• **Task prompt**
Each line containing the string "ProductDeleted" should be copied out of the entries.
==== Available data ====
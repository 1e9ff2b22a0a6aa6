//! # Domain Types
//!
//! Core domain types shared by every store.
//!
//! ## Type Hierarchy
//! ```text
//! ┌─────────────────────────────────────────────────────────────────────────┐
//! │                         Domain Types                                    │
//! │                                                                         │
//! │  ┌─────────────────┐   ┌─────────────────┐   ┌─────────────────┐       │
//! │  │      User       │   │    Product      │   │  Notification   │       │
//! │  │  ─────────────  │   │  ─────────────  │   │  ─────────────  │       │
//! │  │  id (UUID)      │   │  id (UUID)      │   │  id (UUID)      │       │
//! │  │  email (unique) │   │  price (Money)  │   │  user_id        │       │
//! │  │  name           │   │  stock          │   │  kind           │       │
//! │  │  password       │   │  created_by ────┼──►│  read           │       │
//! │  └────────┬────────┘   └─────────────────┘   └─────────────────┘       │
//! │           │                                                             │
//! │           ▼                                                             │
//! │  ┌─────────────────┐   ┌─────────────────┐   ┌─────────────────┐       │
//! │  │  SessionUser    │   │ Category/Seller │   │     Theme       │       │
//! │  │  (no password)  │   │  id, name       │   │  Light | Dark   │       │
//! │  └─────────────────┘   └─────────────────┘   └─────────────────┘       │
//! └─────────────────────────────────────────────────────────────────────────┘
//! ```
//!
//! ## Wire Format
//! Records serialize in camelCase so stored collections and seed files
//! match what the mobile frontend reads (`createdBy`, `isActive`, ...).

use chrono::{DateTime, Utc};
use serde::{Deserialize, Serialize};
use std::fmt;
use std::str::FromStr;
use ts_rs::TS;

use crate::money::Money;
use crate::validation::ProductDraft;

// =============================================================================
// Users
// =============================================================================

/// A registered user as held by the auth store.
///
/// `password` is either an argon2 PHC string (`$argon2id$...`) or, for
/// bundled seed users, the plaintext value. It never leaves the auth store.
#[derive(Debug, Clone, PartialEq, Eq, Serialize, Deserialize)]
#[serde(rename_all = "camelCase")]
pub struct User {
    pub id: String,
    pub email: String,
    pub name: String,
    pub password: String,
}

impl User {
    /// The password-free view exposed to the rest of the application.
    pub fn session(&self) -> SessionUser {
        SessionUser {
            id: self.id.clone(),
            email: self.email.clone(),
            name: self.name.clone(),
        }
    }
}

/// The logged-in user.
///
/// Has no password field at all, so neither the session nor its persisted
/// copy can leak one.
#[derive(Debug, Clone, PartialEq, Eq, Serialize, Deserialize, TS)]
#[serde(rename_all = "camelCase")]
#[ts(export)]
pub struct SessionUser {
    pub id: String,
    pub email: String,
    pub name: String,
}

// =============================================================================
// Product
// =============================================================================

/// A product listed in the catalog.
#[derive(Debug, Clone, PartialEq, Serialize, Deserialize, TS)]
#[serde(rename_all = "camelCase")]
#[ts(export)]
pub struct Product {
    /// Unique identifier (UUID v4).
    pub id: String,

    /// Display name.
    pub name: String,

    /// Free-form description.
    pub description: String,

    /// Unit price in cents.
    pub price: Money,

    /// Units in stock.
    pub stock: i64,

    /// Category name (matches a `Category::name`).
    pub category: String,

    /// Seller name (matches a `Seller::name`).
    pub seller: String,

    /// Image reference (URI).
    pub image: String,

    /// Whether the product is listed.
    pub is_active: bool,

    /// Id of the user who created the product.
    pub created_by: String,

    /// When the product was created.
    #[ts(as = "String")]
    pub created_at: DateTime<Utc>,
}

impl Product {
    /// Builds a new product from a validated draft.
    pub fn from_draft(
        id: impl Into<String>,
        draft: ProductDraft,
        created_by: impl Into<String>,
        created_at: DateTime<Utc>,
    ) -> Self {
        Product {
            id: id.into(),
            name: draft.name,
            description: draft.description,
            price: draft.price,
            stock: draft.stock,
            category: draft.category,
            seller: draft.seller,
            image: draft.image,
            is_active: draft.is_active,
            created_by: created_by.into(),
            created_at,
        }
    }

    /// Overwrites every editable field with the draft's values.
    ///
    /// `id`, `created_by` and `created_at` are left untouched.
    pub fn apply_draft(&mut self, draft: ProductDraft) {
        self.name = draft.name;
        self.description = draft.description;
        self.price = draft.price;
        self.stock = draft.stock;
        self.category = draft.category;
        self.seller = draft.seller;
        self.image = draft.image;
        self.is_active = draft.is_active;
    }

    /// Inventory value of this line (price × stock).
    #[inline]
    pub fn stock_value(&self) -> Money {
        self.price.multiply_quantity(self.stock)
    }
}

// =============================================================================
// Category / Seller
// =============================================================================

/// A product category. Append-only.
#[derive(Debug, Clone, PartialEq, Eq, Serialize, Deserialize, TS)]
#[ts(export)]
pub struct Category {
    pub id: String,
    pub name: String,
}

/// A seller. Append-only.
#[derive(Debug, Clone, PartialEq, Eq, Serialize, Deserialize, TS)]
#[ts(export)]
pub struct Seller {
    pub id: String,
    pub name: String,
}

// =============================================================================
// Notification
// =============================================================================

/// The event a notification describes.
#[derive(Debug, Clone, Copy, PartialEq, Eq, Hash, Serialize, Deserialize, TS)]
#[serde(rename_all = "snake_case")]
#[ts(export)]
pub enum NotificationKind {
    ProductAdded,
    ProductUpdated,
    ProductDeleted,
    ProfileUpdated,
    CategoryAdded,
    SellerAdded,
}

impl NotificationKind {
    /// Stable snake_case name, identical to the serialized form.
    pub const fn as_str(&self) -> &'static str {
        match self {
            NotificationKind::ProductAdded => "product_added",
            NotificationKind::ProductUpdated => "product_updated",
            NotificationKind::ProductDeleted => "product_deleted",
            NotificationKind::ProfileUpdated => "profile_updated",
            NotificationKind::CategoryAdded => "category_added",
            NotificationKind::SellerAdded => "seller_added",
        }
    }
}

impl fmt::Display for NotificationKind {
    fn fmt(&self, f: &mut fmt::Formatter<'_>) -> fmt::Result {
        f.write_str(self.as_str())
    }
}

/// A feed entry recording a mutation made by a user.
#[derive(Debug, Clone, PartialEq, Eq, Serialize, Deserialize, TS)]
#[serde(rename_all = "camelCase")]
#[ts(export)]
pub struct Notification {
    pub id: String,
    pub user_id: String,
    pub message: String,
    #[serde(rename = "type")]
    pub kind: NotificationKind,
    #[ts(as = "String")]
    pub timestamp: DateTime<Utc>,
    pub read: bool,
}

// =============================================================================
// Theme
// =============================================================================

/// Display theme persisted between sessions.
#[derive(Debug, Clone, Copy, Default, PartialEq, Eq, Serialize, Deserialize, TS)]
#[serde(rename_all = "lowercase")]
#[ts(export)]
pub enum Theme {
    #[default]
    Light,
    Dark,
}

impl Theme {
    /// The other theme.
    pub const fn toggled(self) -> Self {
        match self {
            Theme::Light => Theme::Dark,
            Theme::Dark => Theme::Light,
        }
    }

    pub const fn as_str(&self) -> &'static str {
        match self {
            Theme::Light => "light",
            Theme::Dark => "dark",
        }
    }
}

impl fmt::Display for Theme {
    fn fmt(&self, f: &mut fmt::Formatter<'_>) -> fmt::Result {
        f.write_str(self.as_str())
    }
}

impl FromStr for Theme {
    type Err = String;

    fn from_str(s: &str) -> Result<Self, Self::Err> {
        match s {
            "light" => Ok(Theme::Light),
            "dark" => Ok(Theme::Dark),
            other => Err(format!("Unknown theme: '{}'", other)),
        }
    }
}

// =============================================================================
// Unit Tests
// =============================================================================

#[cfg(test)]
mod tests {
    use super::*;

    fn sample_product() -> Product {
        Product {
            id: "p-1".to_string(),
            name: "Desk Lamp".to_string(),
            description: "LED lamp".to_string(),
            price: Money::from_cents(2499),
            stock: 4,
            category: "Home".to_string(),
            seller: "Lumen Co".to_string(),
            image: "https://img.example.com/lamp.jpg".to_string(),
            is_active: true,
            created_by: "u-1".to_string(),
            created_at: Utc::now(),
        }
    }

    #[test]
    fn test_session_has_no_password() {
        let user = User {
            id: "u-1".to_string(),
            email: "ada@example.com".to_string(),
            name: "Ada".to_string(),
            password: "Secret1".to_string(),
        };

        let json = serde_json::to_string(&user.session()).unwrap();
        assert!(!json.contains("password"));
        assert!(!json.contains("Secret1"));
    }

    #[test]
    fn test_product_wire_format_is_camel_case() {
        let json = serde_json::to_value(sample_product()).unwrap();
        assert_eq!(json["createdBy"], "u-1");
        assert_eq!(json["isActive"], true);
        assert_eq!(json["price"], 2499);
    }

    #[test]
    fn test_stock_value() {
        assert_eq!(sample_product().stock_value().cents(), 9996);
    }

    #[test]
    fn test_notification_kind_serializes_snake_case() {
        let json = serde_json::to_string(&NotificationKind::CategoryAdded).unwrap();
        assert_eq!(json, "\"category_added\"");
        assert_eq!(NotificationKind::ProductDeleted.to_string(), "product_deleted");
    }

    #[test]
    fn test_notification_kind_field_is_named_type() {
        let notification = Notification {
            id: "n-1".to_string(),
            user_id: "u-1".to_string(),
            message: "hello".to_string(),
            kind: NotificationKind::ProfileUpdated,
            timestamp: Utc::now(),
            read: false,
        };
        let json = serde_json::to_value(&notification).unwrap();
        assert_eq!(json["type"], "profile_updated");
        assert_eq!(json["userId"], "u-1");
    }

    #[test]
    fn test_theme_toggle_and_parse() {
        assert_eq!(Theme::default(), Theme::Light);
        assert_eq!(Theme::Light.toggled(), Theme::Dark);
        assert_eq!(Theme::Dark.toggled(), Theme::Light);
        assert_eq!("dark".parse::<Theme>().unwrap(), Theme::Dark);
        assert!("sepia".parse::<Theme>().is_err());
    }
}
====
==== Available data ====
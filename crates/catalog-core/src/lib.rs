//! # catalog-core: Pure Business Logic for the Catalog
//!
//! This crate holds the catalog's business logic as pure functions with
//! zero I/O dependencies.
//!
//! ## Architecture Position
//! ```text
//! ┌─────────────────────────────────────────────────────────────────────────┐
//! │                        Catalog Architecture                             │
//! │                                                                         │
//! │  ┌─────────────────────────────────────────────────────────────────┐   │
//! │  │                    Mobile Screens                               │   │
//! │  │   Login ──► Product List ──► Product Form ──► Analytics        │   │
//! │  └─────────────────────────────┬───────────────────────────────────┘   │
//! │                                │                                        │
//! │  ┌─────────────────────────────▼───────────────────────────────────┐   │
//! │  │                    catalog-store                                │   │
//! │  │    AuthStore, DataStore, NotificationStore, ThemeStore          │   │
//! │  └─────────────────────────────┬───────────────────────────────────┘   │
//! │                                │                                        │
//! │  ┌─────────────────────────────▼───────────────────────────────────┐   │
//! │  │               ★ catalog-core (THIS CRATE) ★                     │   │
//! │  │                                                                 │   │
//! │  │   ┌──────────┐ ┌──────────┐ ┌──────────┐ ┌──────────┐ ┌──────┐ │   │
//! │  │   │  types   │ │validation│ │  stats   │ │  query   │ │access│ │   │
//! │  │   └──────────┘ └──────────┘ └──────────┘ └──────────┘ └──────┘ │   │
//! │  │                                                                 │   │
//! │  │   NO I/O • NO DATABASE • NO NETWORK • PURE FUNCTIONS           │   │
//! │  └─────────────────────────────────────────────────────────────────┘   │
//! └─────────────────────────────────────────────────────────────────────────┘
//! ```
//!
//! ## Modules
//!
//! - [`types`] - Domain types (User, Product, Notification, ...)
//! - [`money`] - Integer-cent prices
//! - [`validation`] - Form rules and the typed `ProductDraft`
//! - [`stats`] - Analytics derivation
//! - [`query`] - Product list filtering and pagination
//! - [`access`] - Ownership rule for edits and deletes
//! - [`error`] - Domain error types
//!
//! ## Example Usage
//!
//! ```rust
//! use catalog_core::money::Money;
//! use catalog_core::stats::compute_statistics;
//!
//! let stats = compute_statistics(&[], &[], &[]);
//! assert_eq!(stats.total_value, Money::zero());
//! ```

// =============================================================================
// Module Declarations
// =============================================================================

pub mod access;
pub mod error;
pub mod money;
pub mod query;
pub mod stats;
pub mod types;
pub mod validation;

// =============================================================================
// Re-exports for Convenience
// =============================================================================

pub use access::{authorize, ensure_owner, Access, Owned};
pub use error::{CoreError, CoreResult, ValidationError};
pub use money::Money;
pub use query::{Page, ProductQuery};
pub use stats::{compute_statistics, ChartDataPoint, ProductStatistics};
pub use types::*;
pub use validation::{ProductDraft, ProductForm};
====
• **Answer section**
    ProductDeleted,
            NotificationKind::ProductDeleted => "product_deleted",
        assert_eq!(NotificationKind::ProductDeleted.to_string(), "product_deleted");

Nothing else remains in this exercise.